The term I used at the time was Pattern Resonance. Just like resonance in many mechanical systems is a matter of frequency content, in the sense of sine functions and the Fourier transform, when it comes to mind and nature, things cease to be a simple function like this, rather what matters is some broad, general, complex notion of the stuff that is analogous to the sine functions in e.g. signal processing. I simply use the word Pattern.

Nature evolves, mind evolves, the state of the universe evolves, the outputs of recursively applied functions evolve. Wherever there is feedback there is evolution.

Comment Re:Rust (Score 2) 57

RMS's bullshit is why there are essentially no proprietary forks of the Linux kernel, or the GNU userland. (Almost. Red Hat have finally figured out the loophole. And f them. But companies like Apple like permissive licenses like MIT and BSD because they can take what they want and give nothing back to the community.) RMS's bullshit is why share-alike licenses exist. RMS's bullshit is why there was a *nix userland available to put on top of Linus' college hobby project. He may not be popular, nor woke, but his 'bullshit' has changed the world, and much of that change is a good thing.

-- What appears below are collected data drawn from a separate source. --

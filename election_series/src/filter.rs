use std::collections::HashSet;

use chrono::{DateTime, NaiveDate};
use log::debug;
use serde::{Deserialize, Serialize};

use crate::config::*;

/// A search request, as sent on the wire.
///
/// All the fields are optional. Absent or empty fields do not constrain the search.
#[derive(Eq, PartialEq, Debug, Clone, Default, Serialize, Deserialize)]
pub struct SearchRequest {
    #[serde(default, alias = "electionTypes")]
    pub election_types: Option<Vec<String>>,
    #[serde(default)]
    pub rounds: Option<Vec<u8>>,
    #[serde(default, alias = "startDate")]
    pub start_date: Option<String>,
    #[serde(default, alias = "endDate")]
    pub end_date: Option<String>,
    #[serde(default)]
    pub parties: Option<Vec<String>>,
    #[serde(default, alias = "political_families", alias = "politicalFamilies")]
    pub nuances: Option<Vec<String>>,
    #[serde(default)]
    pub candidates: Option<Vec<String>>,
    #[serde(default, alias = "geographic_level", alias = "geographicLevel")]
    pub level: Option<String>,
    #[serde(default)]
    pub city: Option<String>,
    #[serde(default, alias = "groupBy")]
    pub group_by: Option<String>,
}

/// A typed predicate over observations.
///
/// `None` means no constraint on that dimension.
#[derive(Eq, PartialEq, Debug, Clone, Default)]
pub struct ObservationFilter {
    pub election_types: Option<HashSet<String>>,
    pub rounds: Option<HashSet<u8>>,
    pub start_date: Option<NaiveDate>,
    pub end_date: Option<NaiveDate>,
    pub parties: Option<HashSet<String>>,
    pub political_families: Option<HashSet<PoliticalFamily>>,
    pub candidates: Option<HashSet<String>>,
    pub geographic_level: Option<GeographicLevel>,
    pub city: Option<String>,
}

impl SearchRequest {
    /// Turns the wire request into a predicate.
    ///
    /// Fails with `InvalidQuery` on unparseable dates, rounds other than 1 or 2,
    /// unknown political families or geographic levels.
    pub fn normalize(&self) -> Result<ObservationFilter, SeriesError> {
        let rounds = match non_empty(&self.rounds) {
            Some(rs) => {
                if let Some(r) = rs.iter().find(|r| **r != 1 && **r != 2) {
                    return Err(SeriesError::invalid_query(format!(
                        "round must be 1 or 2, got {}",
                        r
                    )));
                }
                Some(rs.iter().cloned().collect())
            }
            None => None,
        };

        let political_families = match non_empty(&self.nuances) {
            Some(ns) => Some(
                ns.iter()
                    .map(|n| PoliticalFamily::parse(n))
                    .collect::<Result<HashSet<PoliticalFamily>, SeriesError>>()?,
            ),
            None => None,
        };

        let geographic_level = match non_blank(&self.level) {
            Some(l) => Some(GeographicLevel::parse(l)?),
            None => None,
        };

        let filter = ObservationFilter {
            election_types: non_empty(&self.election_types).map(to_set),
            rounds,
            start_date: non_blank(&self.start_date).map(parse_date).transpose()?,
            end_date: non_blank(&self.end_date).map(parse_date).transpose()?,
            parties: non_empty(&self.parties).map(to_set),
            political_families,
            candidates: non_empty(&self.candidates).map(to_set),
            geographic_level,
            city: non_blank(&self.city).map(|s| s.to_string()),
        };
        debug!("normalize: {:?} -> {:?}", self, filter);
        Ok(filter)
    }

    pub fn group_by(&self) -> Result<GroupBy, SeriesError> {
        match non_blank(&self.group_by) {
            Some(g) => GroupBy::parse(g),
            None => Ok(GroupBy::DEFAULT),
        }
    }

    /// Fields set in `other` take precedence over the ones in `self`.
    pub fn overridden_by(&self, other: &SearchRequest) -> SearchRequest {
        SearchRequest {
            election_types: other.election_types.clone().or_else(|| self.election_types.clone()),
            rounds: other.rounds.clone().or_else(|| self.rounds.clone()),
            start_date: other.start_date.clone().or_else(|| self.start_date.clone()),
            end_date: other.end_date.clone().or_else(|| self.end_date.clone()),
            parties: other.parties.clone().or_else(|| self.parties.clone()),
            nuances: other.nuances.clone().or_else(|| self.nuances.clone()),
            candidates: other.candidates.clone().or_else(|| self.candidates.clone()),
            level: other.level.clone().or_else(|| self.level.clone()),
            city: other.city.clone().or_else(|| self.city.clone()),
            group_by: other.group_by.clone().or_else(|| self.group_by.clone()),
        }
    }
}

impl ObservationFilter {
    pub fn matches(&self, obs: &Observation) -> bool {
        if let Some(ets) = &self.election_types {
            if !ets.contains(&obs.election_type) {
                return false;
            }
        }
        if let Some(rs) = &self.rounds {
            if !rs.contains(&obs.round) {
                return false;
            }
        }
        if let Some(start) = self.start_date {
            if obs.date < start {
                return false;
            }
        }
        if let Some(end) = self.end_date {
            if obs.date > end {
                return false;
            }
        }
        // Any of the affiliated parties is enough.
        if let Some(ps) = &self.parties {
            if !obs.affiliated_parties.iter().any(|p| ps.contains(p)) {
                return false;
            }
        }
        if let Some(fs) = &self.political_families {
            if !fs.contains(&obs.political_family) {
                return false;
            }
        }
        if let Some(cs) = &self.candidates {
            if !cs.contains(&obs.candidate_name) {
                return false;
            }
        }
        if let Some(level) = self.geographic_level {
            if obs.geographic_level != level {
                return false;
            }
        }
        if let Some(city) = &self.city {
            if obs.city != *city {
                return false;
            }
        }
        true
    }
}

/// Parses a calendar date, either `YYYY-MM-DD` or a RFC 3339 timestamp.
pub fn parse_date(s: &str) -> Result<NaiveDate, SeriesError> {
    let s = s.trim();
    if let Ok(d) = NaiveDate::parse_from_str(s, "%Y-%m-%d") {
        return Ok(d);
    }
    DateTime::parse_from_rfc3339(s)
        .map(|dt| dt.naive_utc().date())
        .map_err(|e| SeriesError::invalid_query(format!("cannot parse date {:?}: {}", s, e)))
}

fn non_empty<T>(x: &Option<Vec<T>>) -> Option<&Vec<T>> {
    x.as_ref().filter(|v| !v.is_empty())
}

fn non_blank(x: &Option<String>) -> Option<&str> {
    x.as_deref().filter(|s| !s.trim().is_empty())
}

fn to_set(v: &Vec<String>) -> HashSet<String> {
    v.iter().cloned().collect()
}

#[cfg(test)]
mod tests {
    use super::*;
    use crate::builder::ContextBuilder;

    fn day(y: i32, m: u32, d: u32) -> NaiveDate {
        NaiveDate::from_ymd_opt(y, m, d).unwrap()
    }

    fn sample() -> Vec<Observation> {
        let mut obs = ContextBuilder::result("presidentielle_2022_t1", "presidentielle", 1, day(2022, 4, 10))
            .unwrap()
            .add_candidate("Emmanuel MACRON", &["RENAISSANCE"], PoliticalFamily::Centre, 27.85, 9_783_058)
            .add_candidate("Fabien ROUSSEL", &["PCF"], PoliticalFamily::Left, 2.28, 802_422)
            .build();
        obs.extend(
            ContextBuilder::result("europeenne_2019", "europeenne", 1, day(2019, 5, 26))
                .unwrap()
                .add_candidate("Jordan BARDELLA", &["RN"], PoliticalFamily::FarRight, 23.34, 5_286_939)
                .build(),
        );
        obs
    }

    #[test]
    fn empty_request_matches_everything() {
        let f = SearchRequest::default().normalize().unwrap();
        assert_eq!(f, ObservationFilter::default());
        assert!(sample().iter().all(|o| f.matches(o)));
    }

    #[test]
    fn empty_lists_are_pass_through() {
        let req = SearchRequest {
            election_types: Some(vec![]),
            parties: Some(vec![]),
            city: Some("".to_string()),
            ..Default::default()
        };
        let f = req.normalize().unwrap();
        assert_eq!(f, ObservationFilter::default());
    }

    #[test]
    fn election_types_exclude_others() {
        let req = SearchRequest {
            election_types: Some(vec!["presidentielle".to_string()]),
            ..Default::default()
        };
        let f = req.normalize().unwrap();
        let kept: Vec<Observation> = sample().into_iter().filter(|o| f.matches(o)).collect();
        assert_eq!(kept.len(), 2);
        assert!(kept.iter().all(|o| o.election_type == "presidentielle"));
    }

    #[test]
    fn date_bounds_are_inclusive() {
        let req = SearchRequest {
            start_date: Some("2019-05-26".to_string()),
            end_date: Some("2022-04-10".to_string()),
            ..Default::default()
        };
        let f = req.normalize().unwrap();
        assert!(sample().iter().all(|o| f.matches(o)));

        let req = SearchRequest {
            end_date: Some("2022-04-09".to_string()),
            ..Default::default()
        };
        let f = req.normalize().unwrap();
        let kept: Vec<Observation> = sample().into_iter().filter(|o| f.matches(o)).collect();
        assert_eq!(kept.len(), 1);
        assert_eq!(kept[0].election_id, "europeenne_2019");
    }

    #[test]
    fn rfc3339_dates_use_the_calendar_day() {
        assert_eq!(parse_date("2022-04-10T00:00:00.000Z").unwrap(), day(2022, 4, 10));
        assert_eq!(parse_date("2022-04-10").unwrap(), day(2022, 4, 10));
    }

    #[test]
    fn malformed_date_is_invalid_query() {
        let req = SearchRequest {
            start_date: Some("10/04/2022".to_string()),
            ..Default::default()
        };
        assert!(matches!(
            req.normalize(),
            Err(SeriesError::InvalidQuery { .. })
        ));
    }

    #[test]
    fn bad_round_is_invalid_query() {
        let req = SearchRequest {
            rounds: Some(vec![1, 3]),
            ..Default::default()
        };
        assert!(matches!(
            req.normalize(),
            Err(SeriesError::InvalidQuery { .. })
        ));
    }

    #[test]
    fn parties_match_any_affiliation() {
        let obs = ContextBuilder::result("legislative_2022_t1", "legislative", 1, day(2022, 6, 12))
            .unwrap()
            .add_candidate("NUPES", &["LFI", "PS", "EELV", "PCF"], PoliticalFamily::Left, 25.66, 5_836_079)
            .build();
        let req = SearchRequest {
            parties: Some(vec!["PS".to_string()]),
            ..Default::default()
        };
        assert!(req.normalize().unwrap().matches(&obs[0]));
        let req = SearchRequest {
            parties: Some(vec!["LR".to_string()]),
            ..Default::default()
        };
        assert!(!req.normalize().unwrap().matches(&obs[0]));
    }

    #[test]
    fn nuances_accept_french_and_english_labels() {
        let req = SearchRequest {
            nuances: Some(vec!["Extrême droite".to_string(), "centre".to_string()]),
            ..Default::default()
        };
        let f = req.normalize().unwrap();
        let kept: Vec<String> = sample()
            .into_iter()
            .filter(|o| f.matches(o))
            .map(|o| o.candidate_name)
            .collect();
        assert_eq!(kept, vec!["Emmanuel MACRON", "Jordan BARDELLA"]);

        let req = SearchRequest {
            nuances: Some(vec!["Violet".to_string()]),
            ..Default::default()
        };
        assert!(req.normalize().is_err());
    }

    #[test]
    fn group_by_defaults_to_political_family() {
        assert_eq!(SearchRequest::default().group_by().unwrap(), GroupBy::PoliticalFamily);
        let req = SearchRequest {
            group_by: Some("colour".to_string()),
            ..Default::default()
        };
        assert!(matches!(
            req.group_by(),
            Err(SeriesError::InvalidQuery { .. })
        ));
    }

    #[test]
    fn wire_format_accepts_both_casings() {
        let js = r#"{"election_types": ["presidentielle"], "startDate": "2022-01-01", "groupBy": "party"}"#;
        let req: SearchRequest = serde_json::from_str(js).unwrap();
        assert_eq!(req.election_types, Some(vec!["presidentielle".to_string()]));
        assert_eq!(req.start_date, Some("2022-01-01".to_string()));
        assert_eq!(req.group_by().unwrap(), GroupBy::Party);
    }

    #[test]
    fn flags_override_defaults() {
        let base = SearchRequest {
            level: Some("national".to_string()),
            group_by: Some("party".to_string()),
            ..Default::default()
        };
        let flags = SearchRequest {
            group_by: Some("candidate".to_string()),
            ..Default::default()
        };
        let merged = base.overridden_by(&flags);
        assert_eq!(merged.level, Some("national".to_string()));
        assert_eq!(merged.group_by, Some("candidate".to_string()));
    }
}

Comment Install ISOs (Score 2) 51

I don't have an SSD this cheap, but I have some supercheap brand ones. Something these supercheap SSDs are useful for is as an alternative to memory sticks for installing an OS. They are much quicker to write to (many times quicker), and quicker to read from, and can be rewritten more times. So this speeds the process. On the other hand, if it stops working, chuck it in the bin and grab another one.

I've not tried these, but at this price I may grab a few and see.